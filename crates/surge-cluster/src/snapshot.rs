//! # Log Snapshots
//!
//! A snapshot is one file of framed entries followed by an 8-byte trailer:
//!
//! ```text
//!   [len u32 BE][bincode(LogEntry)] … [count u32 BE][crc32 u32 BE]
//! ```
//!
//! The CRC covers every byte before the trailer. Files are written to a
//! sibling temporary path and renamed into place.

use std::path::Path;

use crate::error::{ClusterError, Result};
use crate::message::LogEntry;

const TRAILER_LEN: usize = 8;

/// Serialize `entries` into snapshot bytes
pub fn encode(entries: &[LogEntry]) -> Result<Vec<u8>> {
    let mut out = Vec::new();
    for entry in entries {
        let body = bincode::serialize(entry)?;
        out.extend_from_slice(&(body.len() as u32).to_be_bytes());
        out.extend_from_slice(&body);
    }
    let crc = crc32fast::hash(&out);
    out.extend_from_slice(&(entries.len() as u32).to_be_bytes());
    out.extend_from_slice(&crc.to_be_bytes());
    Ok(out)
}

/// Parse and verify snapshot bytes
pub fn decode(bytes: &[u8]) -> Result<Vec<LogEntry>> {
    if bytes.len() < TRAILER_LEN {
        return Err(ClusterError::Snapshot("missing trailer".into()));
    }
    let (body, trailer) = bytes.split_at(bytes.len() - TRAILER_LEN);
    let count = u32::from_be_bytes([trailer[0], trailer[1], trailer[2], trailer[3]]) as usize;
    let crc = u32::from_be_bytes([trailer[4], trailer[5], trailer[6], trailer[7]]);
    if crc32fast::hash(body) != crc {
        return Err(ClusterError::Snapshot("checksum mismatch".into()));
    }

    let mut entries = Vec::with_capacity(count);
    let mut rest = body;
    while !rest.is_empty() {
        if rest.len() < 4 {
            return Err(ClusterError::Snapshot("truncated frame header".into()));
        }
        let len = u32::from_be_bytes([rest[0], rest[1], rest[2], rest[3]]) as usize;
        rest = &rest[4..];
        if rest.len() < len {
            return Err(ClusterError::Snapshot("truncated frame".into()));
        }
        entries.push(bincode::deserialize(&rest[..len])?);
        rest = &rest[len..];
    }
    if entries.len() != count {
        return Err(ClusterError::Snapshot(format!(
            "trailer counts {count} entries, found {}",
            entries.len()
        )));
    }
    Ok(entries)
}

pub async fn write(path: &Path, entries: &[LogEntry]) -> Result<()> {
    let bytes = encode(entries)?;
    let tmp = path.with_extension("tmp");
    tokio::fs::write(&tmp, &bytes).await?;
    tokio::fs::rename(&tmp, path).await?;
    tracing::debug!(path = %path.display(), entries = entries.len(), "snapshot written");
    Ok(())
}

/// Load a snapshot; a missing file is an empty log
pub async fn read(path: &Path) -> Result<Vec<LogEntry>> {
    match tokio::fs::read(path).await {
        Ok(bytes) => decode(&bytes),
        Err(e) if e.kind() == std::io::ErrorKind::NotFound => Ok(Vec::new()),
        Err(e) => Err(e.into()),
    }
}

========

Task directions:
Transcribe the whole listing above, keeping each line exactly as written.

Completed exercise:
filename crates/surge-cluster/src/snapshot.rs
//! # Log Snapshots
//!
//! A snapshot is one file of framed entries followed by an 8-byte trailer:
//!
//! ```text
//!   [len u32 BE][bincode(LogEntry)] … [count u32 BE][crc32 u32 BE]
//! ```
//!
//! The CRC covers every byte before the trailer. Files are written to a
//! sibling temporary path and renamed into place.

use std::path::Path;

use crate::error::{ClusterError, Result};
use crate::message::LogEntry;

const TRAILER_LEN: usize = 8;

/// Serialize `entries` into snapshot bytes
pub fn encode(entries: &[LogEntry]) -> Result<Vec<u8>> {
    let mut out = Vec::new();
    for entry in entries {
        let body = bincode::serialize(entry)?;
        out.extend_from_slice(&(body.len() as u32).to_be_bytes());
        out.extend_from_slice(&body);
    }
    let crc = crc32fast::hash(&out);
    out.extend_from_slice(&(entries.len() as u32).to_be_bytes());
    out.extend_from_slice(&crc.to_be_bytes());
    Ok(out)
}

/// Parse and verify snapshot bytes
pub fn decode(bytes: &[u8]) -> Result<Vec<LogEntry>> {
    if bytes.len() < TRAILER_LEN {
        return Err(ClusterError::Snapshot("missing trailer".into()));
    }
    let (body, trailer) = bytes.split_at(bytes.len() - TRAILER_LEN);
    let count = u32::from_be_bytes([trailer[0], trailer[1], trailer[2], trailer[3]]) as usize;
    let crc = u32::from_be_bytes([trailer[4], trailer[5], trailer[6], trailer[7]]);
    if crc32fast::hash(body) != crc {
        return Err(ClusterError::Snapshot("checksum mismatch".into()));
    }

    let mut entries = Vec::with_capacity(count);
    let mut rest = body;
    while !rest.is_empty() {
        if rest.len() < 4 {
            return Err(ClusterError::Snapshot("truncated frame header".into()));
        }
        let len = u32::from_be_bytes([rest[0], rest[1], rest[2], rest[3]]) as usize;
        rest = &rest[4..];
        if rest.len() < len {
            return Err(ClusterError::Snapshot("truncated frame".into()));
        }
        entries.push(bincode::deserialize(&rest[..len])?);
        rest = &rest[len..];
    }
    if entries.len() != count {
        return Err(ClusterError::Snapshot(format!(
            "trailer counts {count} entries, found {}",
            entries.len()
        )));
    }
    Ok(entries)
}

pub async fn write(path: &Path, entries: &[LogEntry]) -> Result<()> {
    let bytes = encode(entries)?;
    let tmp = path.with_extension("tmp");
    tokio::fs::write(&tmp, &bytes).await?;
    tokio::fs::rename(&tmp, path).await?;
    tracing::debug!(path = %path.display(), entries = entries.len(), "snapshot written");
    Ok(())
}

/// Load a snapshot; a missing file is an empty log
pub async fn read(path: &Path) -> Result<Vec<LogEntry>> {
    match tokio::fs::read(path).await {
        Ok(bytes) => decode(&bytes),
        Err(e) if e.kind() == std::io::ErrorKind::NotFound => Ok(Vec::new()),
        Err(e) => Err(e.into()),
    }
}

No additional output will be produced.